- What is being asked -
The material below contains a line with "position.holder = liquidator;" and a line with "use crate::events::ReceiptTransferred;". Copy exactly those two lines and all lines between them.

- Extracted material -
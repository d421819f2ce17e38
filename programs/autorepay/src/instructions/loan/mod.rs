pub mod borrow;
pub mod repay;
pub mod harvest_and_repay;
pub mod liquidate;
pub mod withdraw_collateral;
pub mod transfer_receipt;

pub use borrow::*;
pub use repay::*;
pub use harvest_and_repay::*;
pub use liquidate::*;
pub use withdraw_collateral::*;
pub use transfer_receipt::*;
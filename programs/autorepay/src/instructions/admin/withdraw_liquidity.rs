use anchor_lang::prelude::*;
use anchor_spl::token::{Token, TokenAccount};
use crate::constants::*;
use crate::error::ErrorCode;
use crate::events::LiquidityWithdrawn;
use crate::state::LoanVault;

#[derive(Accounts)]
pub struct WithdrawLiquidity<'info> {
    #[account(mut)]
    pub admin: Signer<'info>,

    #[account(
        mut,
        seeds = [LOAN_VAULT_SEED],
        bump = loan_vault.bump,
        constraint = loan_vault.admin == admin.key() @ ErrorCode::Unauthorized,
    )]
    pub loan_vault: Box<Account<'info, LoanVault>>,

    #[account(
        mut,
        seeds = [VAULT_TOKEN_SEED],
        bump = loan_vault.token_account_bump,
    )]
    pub vault_token_account: Account<'info, TokenAccount>,

    #[account(
        mut,
        constraint = recipient_token_account.mint == loan_vault.settlement_mint @ ErrorCode::InvalidParameter,
    )]
    pub recipient_token_account: Account<'info, TokenAccount>,

    pub token_program: Program<'info, Token>,
}

pub fn handler(ctx: Context<WithdrawLiquidity>, amount: u64) -> Result<()> {
    ctx.accounts.loan_vault.withdraw_liquidity(amount)?;

    let seeds = &[LOAN_VAULT_SEED, &[ctx.accounts.loan_vault.bump]];
    let signer_seeds = &[&seeds[..]];

    anchor_spl::token::transfer(
        CpiContext::new_with_signer(
            ctx.accounts.token_program.to_account_info(),
            anchor_spl::token::Transfer {
                from: ctx.accounts.vault_token_account.to_account_info(),
                to: ctx.accounts.recipient_token_account.to_account_info(),
                authority: ctx.accounts.loan_vault.to_account_info(),
            },
            signer_seeds,
        ),
        amount,
    )?;

    emit!(LiquidityWithdrawn {
        loan_vault: ctx.accounts.loan_vault.key(),
        recipient: ctx.accounts.recipient_token_account.key(),
        amount,
        liquidity: ctx.accounts.loan_vault.liquidity,
        timestamp: Clock::get()?.unix_timestamp,
    });

    Ok(())
}
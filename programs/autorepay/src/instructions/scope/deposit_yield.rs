use anchor_lang::prelude::*;
use anchor_spl::token::{Token, TokenAccount};
use crate::constants::*;
use crate::error::ErrorCode;
use crate::events::YieldDeposited;
use crate::state::ReservePool;

#[derive(Accounts)]
pub struct DepositYield<'info> {
    pub yield_authority: Signer<'info>,

    #[account(
        mut,
        seeds = [RESERVE_POOL_SEED, reserve_pool.scope.as_ref()],
        bump = reserve_pool.bump,
        constraint = reserve_pool.yield_authority == yield_authority.key() @ ErrorCode::Unauthorized,
    )]
    pub reserve_pool: Box<Account<'info, ReservePool>>,

    #[account(
        mut,
        seeds = [RESERVE_TOKEN_SEED, reserve_pool.scope.as_ref()],
        bump = reserve_pool.token_account_bump,
    )]
    pub reserve_token_account: Account<'info, TokenAccount>,

    #[account(
        mut,
        constraint = source_token_account.owner == yield_authority.key() @ ErrorCode::Unauthorized,
        constraint = source_token_account.mint == reserve_token_account.mint @ ErrorCode::InvalidParameter,
    )]
    pub source_token_account: Account<'info, TokenAccount>,

    pub token_program: Program<'info, Token>,
}

pub fn handler(ctx: Context<DepositYield>, amount: u64) -> Result<()> {
    let index_increment = ctx.accounts.reserve_pool.deposit_yield(amount)?;
    if index_increment == 0 {
        msg!("No shares outstanding; {} held in reserve balance", amount);
    }

    anchor_spl::token::transfer(
        CpiContext::new(
            ctx.accounts.token_program.to_account_info(),
            anchor_spl::token::Transfer {
                from: ctx.accounts.source_token_account.to_account_info(),
                to: ctx.accounts.reserve_token_account.to_account_info(),
                authority: ctx.accounts.yield_authority.to_account_info(),
            },
        ),
        amount,
    )?;

    emit!(YieldDeposited {
        reserve_pool: ctx.accounts.reserve_pool.key(),
        amount,
        index_increment,
        global_index: ctx.accounts.reserve_pool.global_index,
        timestamp: Clock::get()?.unix_timestamp,
    });

    Ok(())
}
use anchor_lang::prelude::*;
use crate::error::ErrorCode;
use crate::math::fees::split_fee;
use crate::math::fixed_point::{checked_add, checked_sub};
use crate::math::valuation::{compute_health_factor, HealthFactor};
use crate::state::{LoanRecord, LoanStatus, LoanVault, SupporterPosition, SupporterScope};

#[derive(Clone, Copy, Debug, PartialEq, Eq)]
pub struct LiquidationOutcome {
    pub interest_accrued: u64,
    pub collateral_value: u64,
    pub health: HealthFactor,
    pub outstanding: u64,
    pub liquidation_fee: u64,
    pub insurance_share: u64,
    pub refund: u64,
}

impl LoanVault {
    /// Health of `loan` at `now` against live scope totals, interest included.
    pub fn loan_health(
        &self,
        loan: &LoanRecord,
        scope: &SupporterScope,
        position: &SupporterPosition,
        now: i64,
    ) -> Result<HealthFactor> {
        let pending = loan.pending_interest(self.config.interest_rate_bps, now)?;
        let outstanding = checked_add(loan.outstanding()?, pending)?;
        let collateral_value = scope.value_of(position.shares)?;
        compute_health_factor(
            collateral_value,
            self.config.liquidation_threshold_bps,
            outstanding,
        )
    }

    /// Settle an unhealthy loan in full. The liquidator pays exactly the
    /// outstanding balance and receives the custodied position; the
    /// liquidation fee is carved out of that payment.
    pub fn liquidate_loan(
        &mut self,
        loan: &mut LoanRecord,
        position: &mut SupporterPosition,
        scope: &SupporterScope,
        liquidator: Pubkey,
        payment: u64,
        now: i64,
    ) -> Result<LiquidationOutcome> {
        require!(loan.is_active(), ErrorCode::LoanNotActive);
        require_keys_eq!(position.scope, loan.scope, ErrorCode::ScopeMismatch);

        let config = self.config;
        let mut next = loan.clone();
        let interest_accrued = next.accrue(config.interest_rate_bps, now)?;
        let outstanding = next.outstanding()?;

        let collateral_value = scope.value_of(position.shares)?;
        let health = compute_health_factor(
            collateral_value,
            config.liquidation_threshold_bps,
            outstanding,
        )?;
        require!(health.is_liquidatable(), ErrorCode::LoanStillHealthy);
        require!(payment >= outstanding, ErrorCode::InsufficientPayment);

        let fee = split_fee(outstanding, config.liquidation_fee_bps, config.insurance_fund_bps)?;
        let liquidity = checked_add(
            self.liquidity,
            checked_sub(outstanding, fee.insurance_share)?,
        )?;
        let insurance_reserve = checked_add(self.insurance_reserve, fee.insurance_share)?;
        let total_fees_earned = checked_add(self.total_fees_earned, fee.fee)?;
        let total_repaid = checked_add(self.total_repaid, outstanding)?;
        let active_loan_count = checked_sub(self.active_loan_count, 1)?;

        next.amount_repaid = next.total_due()?;
        next.status = LoanStatus::Liquidated;

        // Commit
        *loan = next;
        position.holder = liquidator;
        self.liquidity = liquidity;
        self.insurance_reserve = insurance_reserve;
        self.total_fees_earned = total_fees_earned;
        self.total_repaid = total_repaid;
        self.active_loan_count = active_loan_count;

        Ok(LiquidationOutcome {
            interest_accrued,
            collateral_value,
            health,
            outstanding,
            liquidation_fee: fee.fee,
            insurance_share: fee.insurance_share,
            refund: payment - outstanding,
        })
    }
}
use anchor_lang::prelude::*;
use crate::constants::*;
use crate::events::ReceiptTransferred;
use crate::state::LoanReceipt;

#[derive(Accounts)]
pub struct TransferReceipt<'info> {
    pub holder: Signer<'info>,

    #[account(
        mut,
        seeds = [LOAN_RECEIPT_SEED, &loan_receipt.loan_id.to_le_bytes()],
        bump = loan_receipt.bump,
    )]
    pub loan_receipt: Box<Account<'info, LoanReceipt>>,
}

pub fn handler(ctx: Context<TransferReceipt>, new_holder: Pubkey) -> Result<()> {
    let holder = ctx.accounts.holder.key();
    let receipt = &mut ctx.accounts.loan_receipt;
    receipt.transfer(&holder, new_holder)?;

    emit!(ReceiptTransferred {
        loan_id: receipt.loan_id,
        from: holder,
        to: new_holder,
        timestamp: Clock::get()?.unix_timestamp,
    });

    Ok(())
}
pub mod admin;
pub mod scope;
pub mod loan;

pub use admin::*;
pub use scope::*;
pub use loan::*;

- Result of the task -
        position.holder = liquidator;
        self.liquidity = liquidity;
        self.insurance_reserve = insurance_reserve;
        self.total_fees_earned = total_fees_earned;
        self.total_repaid = total_repaid;
        self.active_loan_count = active_loan_count;

        Ok(LiquidationOutcome {
            interest_accrued,
            collateral_value,
            health,
            outstanding,
            liquidation_fee: fee.fee,
            insurance_share: fee.insurance_share,
            refund: payment - outstanding,
        })
    }
}
use anchor_lang::prelude::*;
use crate::constants::*;
use crate::events::ReceiptTransferred;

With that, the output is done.